Merrion had instantly launched a spirited counter-attack. In a masterly minute to Establishments Division, he computed the total of man-hours saved per diem over an average week by his personal warning system, added to it—somewhat audaciously—the amount of man-hours lost by the official system over the first week of the attacks, and requested overtime payment to himself in respect of the total. Establishments Division, staggered by this unorthodox approach, had never quite succeeded in getting on to the offensive again. Indeed, a year later, minutes were still passing desultorily between the antagonists, although an absolute deadlock had long before been reached, and neither side had discovered a formula by which the impasse could be resolved.

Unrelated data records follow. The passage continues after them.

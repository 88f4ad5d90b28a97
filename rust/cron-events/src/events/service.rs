//! Event façade used by the hosting layer.

use std::sync::Arc;

use chrono::{DateTime, Utc};
use serde::{Deserialize, Serialize};

use super::bus::{BusMetrics, EventBus, EventHandler, SubscriptionOptions};
use super::delayed::DelayedEventService;
use super::types::{DelayedEvent, Event, EventRecord, Priority};
use crate::error::Result;
use crate::store::{EventFilter, EventMetrics, Page, SharedStore};

/// Delivery policy for a scheduled delayed event.
#[derive(Debug, Clone, Copy, PartialEq, Eq, Serialize, Deserialize)]
pub struct DelayedEventOptions {
    #[serde(default)]
    pub priority: Priority,
    #[serde(default = "default_max_retries")]
    pub max_retries: u32,
}

fn default_max_retries() -> u32 {
    3
}

impl Default for DelayedEventOptions {
    fn default() -> Self {
        Self {
            priority: Priority::Normal,
            max_retries: default_max_retries(),
        }
    }
}

/// Bus counters plus persisted delayed-event counters.
#[derive(Debug, Clone, Copy, PartialEq, Eq, Serialize)]
pub struct ServiceMetrics {
    pub bus: BusMetrics,
    /// `None` when the store could not be queried.
    pub store: Option<EventMetrics>,
}

#[derive(Debug, Clone)]
pub struct EventService {
    bus: EventBus,
    delayed: DelayedEventService,
    store: SharedStore,
}

impl EventService {
    pub fn new(bus: EventBus, delayed: DelayedEventService, store: SharedStore) -> Self {
        Self {
            bus,
            delayed,
            store,
        }
    }

    pub fn bus(&self) -> &EventBus {
        &self.bus
    }

    pub fn delayed(&self) -> &DelayedEventService {
        &self.delayed
    }

    /// Publish and wait for synchronous subscribers. Returns the event id.
    pub async fn publish_event(
        &self,
        event_type: &str,
        payload: serde_json::Value,
        source: &str,
    ) -> Result<String> {
        let event = Event::new(event_type, payload, source);
        let id = event.id.clone();
        self.bus.publish(event).await?;
        Ok(id)
    }

    /// Enqueue for asynchronous subscribers only. Returns the event id.
    pub fn publish_event_async(
        &self,
        event_type: &str,
        payload: serde_json::Value,
        source: &str,
    ) -> Result<String> {
        let event = Event::new(event_type, payload, source);
        let id = event.id.clone();
        self.bus.publish_async(event)?;
        Ok(id)
    }

    pub async fn schedule_delayed_event(
        &self,
        event_type: &str,
        payload: serde_json::Value,
        source: &str,
        delay_until: DateTime<Utc>,
        options: DelayedEventOptions,
    ) -> Result<DelayedEvent> {
        let mut event = DelayedEvent::new(Event::new(event_type, payload, source), delay_until);
        event.priority = options.priority;
        event.max_retries = options.max_retries;
        self.delayed.schedule(event).await
    }

    pub async fn cancel_delayed_event(&self, id: &str) -> Result<()> {
        self.delayed.cancel(id).await
    }

    pub async fn get_delayed_event(&self, id: &str) -> Result<DelayedEvent> {
        self.store.get_delayed(id).await
    }

    pub async fn list_delayed_events(&self, filter: &EventFilter) -> Result<Page<DelayedEvent>> {
        self.store.list_delayed(filter).await
    }

    pub async fn list_event_records(&self, filter: &EventFilter) -> Result<Page<EventRecord>> {
        self.store.list_records(filter).await
    }

    pub fn subscribe(
        &self,
        event_type: &str,
        handler: Arc<dyn EventHandler>,
        options: SubscriptionOptions,
    ) -> Result<()> {
        self.bus.subscribe(event_type, handler, options)
    }

    pub fn unsubscribe(&self, event_type: &str, handler_name: &str) -> Result<()> {
        self.bus.unsubscribe(event_type, handler_name)
    }

    pub async fn metrics(&self) -> ServiceMetrics {
        let store = match self.store.metrics().await {
            Ok(metrics) => Some(metrics),
            Err(e) => {
                tracing::warn!(error = %e, "Failed to read delayed event metrics");
                None
            }
        };
        ServiceMetrics {
            bus: self.bus.metrics(),
            store,
        }
    }
}

#[cfg(test)]
mod tests {
    use std::time::Duration;

    use parking_lot::Mutex;
    use serde_json::json;

    use super::*;
    use crate::config::{BusConfig, DelayedConfig};
    use crate::error::Error;
    use crate::events::bus::{EventPublisher, handler_fn};
    use crate::events::types::EventStatus;
    use crate::store::InMemoryStore;

    fn service() -> EventService {
        let store: SharedStore = Arc::new(InMemoryStore::new());
        let bus = EventBus::new(BusConfig::default());
        let delayed = DelayedEventService::new(
            Arc::clone(&store),
            Arc::new(bus.clone()) as Arc<dyn EventPublisher>,
            None,
            DelayedConfig::default(),
        );
        EventService::new(bus, delayed, store)
    }

    #[tokio::test]
    async fn test_publish_reaches_sync_subscriber() {
        let service = service();
        service.bus().start();
        let seen = Arc::new(Mutex::new(Vec::new()));
        let sink = Arc::clone(&seen);
        service
            .subscribe(
                "user.login",
                handler_fn("audit", move |event: Event| {
                    let sink = Arc::clone(&sink);
                    async move {
                        sink.lock().push(event.payload["user"].clone());
                        anyhow::Ok(())
                    }
                }),
                SubscriptionOptions::sync(),
            )
            .unwrap();

        let id = service
            .publish_event("user.login", json!({"user": "ana"}), "test")
            .await
            .unwrap();
        assert!(!id.is_empty());
        assert_eq!(seen.lock().as_slice(), &[json!("ana")]);

        service.unsubscribe("user.login", "audit").unwrap();
        assert!(service.unsubscribe("user.login", "audit").is_err());
        service.bus().stop().await;
    }

    #[tokio::test]
    async fn test_publish_requires_running_bus() {
        let service = service();
        let err = service
            .publish_event_async("user.login", json!({}), "test")
            .unwrap_err();
        assert!(matches!(err, Error::NotRunning(_)));
    }

    #[tokio::test]
    async fn test_schedule_applies_options() {
        let service = service();
        let scheduled = service
            .schedule_delayed_event(
                "report.ready",
                json!({"n": 1}),
                "reports",
                Utc::now() + chrono::Duration::minutes(5),
                DelayedEventOptions {
                    priority: Priority::Critical,
                    max_retries: 1,
                },
            )
            .await
            .unwrap();

        let stored = service.get_delayed_event(scheduled.id()).await.unwrap();
        assert_eq!(stored.priority, Priority::Critical);
        assert_eq!(stored.max_retries, 1);
        assert_eq!(stored.status, EventStatus::Pending);

        let page = service
            .list_delayed_events(&EventFilter {
                types: vec!["report.ready".into()],
                ..EventFilter::default()
            })
            .await
            .unwrap();
        assert_eq!(page.total, 1);

        let metrics = service.metrics().await;
        assert_eq!(metrics.store.map(|m| m.pending_events), Some(1));
        assert_eq!(metrics.bus.total_events, 0);

        service.cancel_delayed_event(scheduled.id()).await.unwrap();
        assert!(service.get_delayed_event(scheduled.id()).await.is_err());
    }

    #[tokio::test]
    async fn test_sweep_records_delivery() {
        let service = service();
        service.bus().start();
        let scheduled = service
            .schedule_delayed_event(
                "report.ready",
                json!({}),
                "reports",
                Utc::now() + chrono::Duration::milliseconds(20),
                DelayedEventOptions::default(),
            )
            .await
            .unwrap();
        tokio::time::sleep(Duration::from_millis(40)).await;
        service.delayed().sweep_once().await.unwrap();

        let records = service
            .list_event_records(&EventFilter::default())
            .await
            .unwrap();
        assert_eq!(records.total, 1);
        assert_eq!(records.items[0].event_id, scheduled.id());
        assert_eq!(records.items[0].status, EventStatus::Delivered);
        service.bus().stop().await;
    }
}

Looking out over the park, Nigel could see the mark of the bomb which had put an end to Merrion’s ledge-spotting. Not more than 150 yards away, there was a patch of splintered and withered trees. Here one of the last flying bombs to come over London had exploded. They had all heard the distant, gathering roar; heard Merrion’s whistle, sounding more urgently than ever before; dashed for the staircase and tumbled down it pell-mell. Then a quivering silence. The bomb had cut out. Then a winged swishing, as if Satan was falling out of heaven. Then a paralysing blast; another instant of silence, followed by the tinkle of glass, lazily cascading.

When they got back to the sixth floor, they found Merrion Squires lying insensible and covered with blood in his room. His door had been blown off its hinges into the passage; the wall was riddled with daggers of glass; the floor looked like a refuse-tip; and Merrion’s whistle was still firmly clutched in his hand.